----- Supplied information

//! Client side of SVDRP, the line-based remote control protocol of the VDR receiver.

mod client;
mod error;
mod reply;

pub use client::Client;
pub use error::{Error, Result};
pub use reply::{Reply, ReplyCode};

/// Commands and data lines used while pushing EPG data.
pub mod command {
    /// Clears the whole EPG of the receiver.
    pub const CLEAR_EPG: &str = "CLRE";

    /// Starts an EPG data block, answered by [`ReplyCode::StartSendingEpg`](crate::ReplyCode).
    pub const PUT_EPG: &str = "PUTE";

    pub const QUIT: &str = "QUIT";

    /// Terminates the EPG data of one channel inside a block.
    pub const END_OF_CHANNEL: &str = "c";

    /// Terminates an EPG data block.
    pub const END_OF_DATA: &str = ".";
}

----------

» **Exercise**
Every record is to be written out verbatim.

» **Exercise solution**
//! Client side of SVDRP, the line-based remote control protocol of the VDR receiver.

mod client;
mod error;
mod reply;

pub use client::Client;
pub use error::{Error, Result};
pub use reply::{Reply, ReplyCode};

/// Commands and data lines used while pushing EPG data.
pub mod command {
    /// Clears the whole EPG of the receiver.
    pub const CLEAR_EPG: &str = "CLRE";

    /// Starts an EPG data block, answered by [`ReplyCode::StartSendingEpg`](crate::ReplyCode).
    pub const PUT_EPG: &str = "PUTE";

    pub const QUIT: &str = "QUIT";

    /// Terminates the EPG data of one channel inside a block.
    pub const END_OF_CHANNEL: &str = "c";

    /// Terminates an EPG data block.
    pub const END_OF_DATA: &str = ".";
}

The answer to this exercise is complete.